American Society of Criminology
- Logo since 2018
- Abbreviation: ASC
- Formation: December 30, 1941; 84 years ago
- Headquarters: Ohio State University, Columbus, Ohio
- Affiliations: American Association for the Advancement of Science; International Society of Criminology;
- Website: www.asc41.com

= American Society of Criminology =

International organization based in the U.S.

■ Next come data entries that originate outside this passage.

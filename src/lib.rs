//! # Time Capture Library
//!
//! Pulls a user's sent mail, calendar events and edited documents from their
//! connected providers and turns each activity into a suggested billable time
//! entry matched against the user's active engagements.

pub mod auth;
pub mod config;
pub mod connectors;
pub mod crypto;
pub mod db;
pub mod error;
pub mod handlers;
pub mod models;
pub mod oauth;
pub mod repositories;
pub mod scheduler;
pub mod server;
pub mod suggestions;
pub mod sync_executor;
pub mod telemetry;
pub mod token_refresh;
pub mod vault;
pub use migration;
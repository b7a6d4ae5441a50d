//! # Suggestion Engine
//!
//! Turns a user's unprocessed activity into suggested time entries: engagement
//! matching, task category, normalized duration and a draft amount. Each
//! activity is written together with its processed flag, so a rerun never
//! duplicates an entry.

use anyhow::Result;
use metrics::counter;
use tracing::{debug, info, instrument, warn};
use uuid::Uuid;

use crate::models::raw_activity::Model as RawActivity;
use crate::repositories::{
    ActivityRepository, CreateOutcome, EngagementCandidate, EngagementRepository, NewSuggestion,
    SuggestionRepository,
};
use crate::telemetry::metric_names::{SUGGESTIONS_CREATED, SUGGESTION_FAILURES};

pub mod heuristics;
pub mod matcher;

pub use matcher::{EngagementMatch, MATCH_THRESHOLD};

/// Counts from one engine run
#[derive(Debug, Clone, Copy, Default, PartialEq, Eq)]
pub struct EngineReport {
    pub created: u64,
    pub matched: u64,
    /// Activities that already had an entry
    pub skipped: u64,
    pub failed: u64,
}

#[derive(Clone)]
pub struct SuggestionEngine {
    activities: ActivityRepository,
    engagements: EngagementRepository,
    suggestions: SuggestionRepository,
}

impl SuggestionEngine {
    pub fn new(
        activities: ActivityRepository,
        engagements: EngagementRepository,
        suggestions: SuggestionRepository,
    ) -> Self {
        Self {
            activities,
            engagements,
            suggestions,
        }
    }

    /// Processes every unprocessed activity of the user, newest first.
    ///
    /// A failure on one activity is logged and counted; the rest of the batch
    /// still runs. Only loading the working set can fail the call.
    #[instrument(skip(self), fields(user_id = %user_id))]
    pub async fn process_user(&self, user_id: Uuid) -> Result<EngineReport> {
        let pending = self.activities.list_unprocessed(user_id).await?;
        if pending.is_empty() {
            debug!("No unprocessed activity");
            return Ok(EngineReport::default());
        }

        let candidates = self.engagements.list_active_candidates(user_id).await?;
        let mut report = EngineReport::default();

        for activity in &pending {
            let suggestion = suggest(activity, &candidates);
            let matched = suggestion.engagement_id.is_some();

            match self.suggestions.create_for_activity(suggestion).await {
                Ok(CreateOutcome::Created(entry)) => {
                    report.created += 1;
                    if matched {
                        report.matched += 1;
                    }
                    counter!(SUGGESTIONS_CREATED, "matched" => matched.to_string()).increment(1);
                    debug!(
                        activity_id = %activity.id,
                        entry_id = %entry.id,
                        engagement_id = ?entry.engagement_id,
                        score = entry.match_score,
                        "Suggested entry created"
                    );
                }
                Ok(CreateOutcome::AlreadyExists) => {
                    report.skipped += 1;
                }
                Err(err) => {
                    report.failed += 1;
                    counter!(SUGGESTION_FAILURES).increment(1);
                    warn!(activity_id = %activity.id, error = %err, "Failed to create suggested entry");
                }
            }
        }

        info!(
            created = report.created,
            matched = report.matched,
            skipped = report.skipped,
            failed = report.failed,
            "Suggestion run complete"
        );

        Ok(report)
    }
}

/// Builds the suggested entry for one activity
pub fn suggest(activity: &RawActivity, candidates: &[EngagementCandidate]) -> NewSuggestion {
    let text = heuristics::search_text(activity.subject.as_deref(), activity.description.as_deref());
    let keywords = heuristics::extract_keywords(&text);
    let found = matcher::best_match(&keywords, candidates);

    let duration_minutes =
        heuristics::normalize_duration(activity.activity_type, activity.duration_minutes);
    let hourly_rate_cents = found.map(|m| m.hourly_rate_cents).unwrap_or(0);
    let occurred_at = activity.occurred_at.with_timezone(&chrono::Utc);

    NewSuggestion {
        user_id: activity.user_id,
        source_activity_id: activity.id,
        engagement_id: found.map(|m| m.engagement_id),
        entry_date: occurred_at.date_naive(),
        activity_at: occurred_at,
        duration_minutes,
        description: entry_description(activity),
        task_category: heuristics::categorize(&text),
        hourly_rate_cents,
        amount_cents: heuristics::amount_cents(duration_minutes, hourly_rate_cents),
        match_score: found.map(|m| m.score).unwrap_or(0),
    }
}

/// Provider description, falling back to the subject
fn entry_description(activity: &RawActivity) -> String {
    [activity.description.as_deref(), activity.subject.as_deref()]
        .into_iter()
        .flatten()
        .map(str::trim)
        .find(|text| !text.is_empty())
        .unwrap_or("Captured activity")
        .to_string()
}
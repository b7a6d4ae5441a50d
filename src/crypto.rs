//! Token encryption module using AES-256-GCM
//!
//! The token vault encrypts through the [`TokenCipher`] capability so the key
//! management and algorithm stay swappable. [`AesGcmCipher`] is the production
//! implementation: a version byte, a 12 byte random nonce and the AES-256-GCM
//! ciphertext+tag, with additional authenticated data binding each ciphertext
//! to its `user_id|provider` owner.

#![allow(deprecated)]

use aes_gcm::{
    Aes256Gcm, Key, Nonce,
    aead::{Aead, AeadCore, KeyInit, OsRng, Payload},
};
use rand::RngCore;
use thiserror::Error;
use zeroize::{Zeroize, ZeroizeOnDrop};

const VERSION_ENCRYPTED: u8 = 0x01;
const VERSION_FIELD_LEN: usize = 1;
const NONCE_LEN: usize = 12;
const TAG_LEN: usize = 16;
const MIN_ENCRYPTED_LEN: usize = VERSION_FIELD_LEN + NONCE_LEN + TAG_LEN;

/// Required key length for AES-256
pub const KEY_LEN: usize = 32;

/// Crypto error types
#[derive(Debug, Error)]
pub enum CryptoError {
    #[error("encryption failed: {0}")]
    EncryptionFailed(String),
    #[error("decryption failed: {0}")]
    DecryptionFailed(String),
    #[error("invalid ciphertext format")]
    InvalidFormat,
    #[error("empty ciphertext")]
    EmptyCiphertext,
    #[error("invalid key length: expected {KEY_LEN} bytes, got {0}")]
    InvalidKeyLength(usize),
}

/// Why a configured key is unfit for production use
#[derive(Debug, Clone, PartialEq, Eq, Error)]
pub enum KeyWeakness {
    #[error("no encryption key configured")]
    Missing,
    #[error("key must be {KEY_LEN} bytes, got {0}")]
    WrongLength(usize),
    #[error("key has too little entropy ({distinct} distinct byte values)")]
    LowEntropy { distinct: usize },
}

/// Secure wrapper for encryption keys with zeroization
#[derive(Debug, Clone, Zeroize, ZeroizeOnDrop)]
pub struct ZeroizingKey(Vec<u8>);

/// Type alias for crypto keys
pub type CryptoKey = ZeroizingKey;

impl CryptoKey {
    /// Create a new crypto key from bytes
    pub fn new(bytes: Vec<u8>) -> Result<Self, CryptoError> {
        if bytes.len() != KEY_LEN {
            return Err(CryptoError::InvalidKeyLength(bytes.len()));
        }
        Ok(ZeroizingKey(bytes))
    }

    /// Random key for development profiles running without a configured key.
    /// Anything encrypted with it is unreadable after a restart.
    pub fn ephemeral() -> Self {
        let mut bytes = vec![0u8; KEY_LEN];
        rand::thread_rng().fill_bytes(&mut bytes);
        ZeroizingKey(bytes)
    }

    /// Get the key as bytes
    pub fn as_bytes(&self) -> &[u8] {
        &self.0
    }
}

/// Checks a raw key for the conditions that make it unfit for production.
///
/// A key made of fewer than 8 distinct byte values (all zeros, a repeated
/// ASCII character, ...) is treated as a placeholder rather than a real secret.
pub fn assess_key(bytes: Option<&[u8]>) -> Result<(), KeyWeakness> {
    let bytes = bytes.ok_or(KeyWeakness::Missing)?;
    if bytes.len() != KEY_LEN {
        return Err(KeyWeakness::WrongLength(bytes.len()));
    }

    let mut seen = [false; 256];
    for b in bytes {
        seen[*b as usize] = true;
    }
    let distinct = seen.iter().filter(|s| **s).count();
    if distinct < 8 {
        return Err(KeyWeakness::LowEntropy { distinct });
    }

    Ok(())
}

/// Encrypt/decrypt capability injected into the token vault
pub trait TokenCipher: Send + Sync {
    fn encrypt(&self, aad: &[u8], plaintext: &[u8]) -> Result<Vec<u8>, CryptoError>;
    fn decrypt(&self, aad: &[u8], ciphertext: &[u8]) -> Result<Vec<u8>, CryptoError>;
}

/// AES-256-GCM implementation of [`TokenCipher`]
#[derive(Debug, Clone)]
pub struct AesGcmCipher {
    key: CryptoKey,
}

impl AesGcmCipher {
    pub fn new(key: CryptoKey) -> Self {
        Self { key }
    }
}

impl TokenCipher for AesGcmCipher {
    fn encrypt(&self, aad: &[u8], plaintext: &[u8]) -> Result<Vec<u8>, CryptoError> {
        encrypt_bytes(&self.key, aad, plaintext)
    }

    fn decrypt(&self, aad: &[u8], ciphertext: &[u8]) -> Result<Vec<u8>, CryptoError> {
        decrypt_bytes(&self.key, aad, ciphertext)
    }
}

/// Encrypt bytes using AES-256-GCM
pub fn encrypt_bytes(
    key: &CryptoKey,
    aad: &[u8],
    plaintext: &[u8],
) -> Result<Vec<u8>, CryptoError> {
    let cipher_key = Key::<Aes256Gcm>::from_slice(key.as_bytes());
    let cipher = Aes256Gcm::new(cipher_key);

    let nonce = Aes256Gcm::generate_nonce(&mut OsRng);

    let mut ciphertext = cipher
        .encrypt(
            &nonce,
            Payload {
                msg: plaintext,
                aad,
            },
        )
        .map_err(|e| CryptoError::EncryptionFailed(e.to_string()))?;

    // version || nonce || ciphertext+tag
    let mut result = Vec::with_capacity(VERSION_FIELD_LEN + NONCE_LEN + ciphertext.len());
    result.push(VERSION_ENCRYPTED);
    result.extend_from_slice(&nonce);
    result.append(&mut ciphertext);

    Ok(result)
}

/// Decrypt bytes using AES-256-GCM
pub fn decrypt_bytes(
    key: &CryptoKey,
    aad: &[u8],
    ciphertext: &[u8],
) -> Result<Vec<u8>, CryptoError> {
    if ciphertext.is_empty() {
        return Err(CryptoError::EmptyCiphertext);
    }

    if ciphertext[0] != VERSION_ENCRYPTED || ciphertext.len() < MIN_ENCRYPTED_LEN {
        return Err(CryptoError::InvalidFormat);
    }

    let nonce = Nonce::from_slice(&ciphertext[VERSION_FIELD_LEN..VERSION_FIELD_LEN + NONCE_LEN]);
    let tag_and_ct = &ciphertext[VERSION_FIELD_LEN + NONCE_LEN..];

    debug_assert!(tag_and_ct.len() >= TAG_LEN);

    let cipher_key = Key::<Aes256Gcm>::from_slice(key.as_bytes());
    let cipher = Aes256Gcm::new(cipher_key);

    cipher
        .decrypt(
            nonce,
            Payload {
                msg: tag_and_ct,
                aad,
            },
        )
        .map_err(|e| CryptoError::DecryptionFailed(e.to_string()))
}

/// Additional authenticated data binding a credential ciphertext to its owner
pub fn credential_aad(user_id: &uuid::Uuid, provider: &str) -> String {
    format!("{}|{}", user_id, provider)
}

The American Society of Criminology (ASC) is an international organization based on the campus of Ohio State University whose members focus on the study of crime and delinquency. It aims to grow and disseminate scholarly research, with members working in many disciplines and on different levels in the fields of criminal justice and criminology. The Society and its members also seek to strengthen the role of research in the formulation of public policy. To further these goals, the Society holds an annual meeting that attracts some 4,000+ attendees from roughly 40 countries.

==History==
The society traces its history back to a meeting of seven men at the home of retired Berkeley Police Department chief and criminology professor August Vollmer on December 30, 1941. The meeting was said to be "for the purpose of furthering college police training and standardizing police training curricula". Establishing itself as the National Association of College Police Training Officials (NACPTO), the group elected Vollmer, who was due to be deployed into the military following the attack on Pearl Harbor, as President-Emeritus and Orlando W. Wilson as president.

After the end of World War II, the NACPTO underwent a reorganization in 1946 and became known as the Society for the Advancement of Criminology (SAC). In June 1950, the society became affiliated with the American Association for the Advancement of Science, and in December of that year, was accepted into the International Society of Criminology. The SAC officially changed its name to the American Society of Criminology in November 1957.

==Divisions==
The Society has a number of divisions. They have been established at different times over its history, from the Division of International Criminology established in 1981 to the Division of Public Opinion and Policy established in 2021.

==Publications==
The Society publishes a newsletter, The Criminologist, and two journals. The journal Criminology has been published since 1963. It is generally regarded as the leading journal in the field, and is distributed worldwide. The journal Criminology & Public Policy has been published since 2001.

Many of the Society divisions also publish journals and newsletters.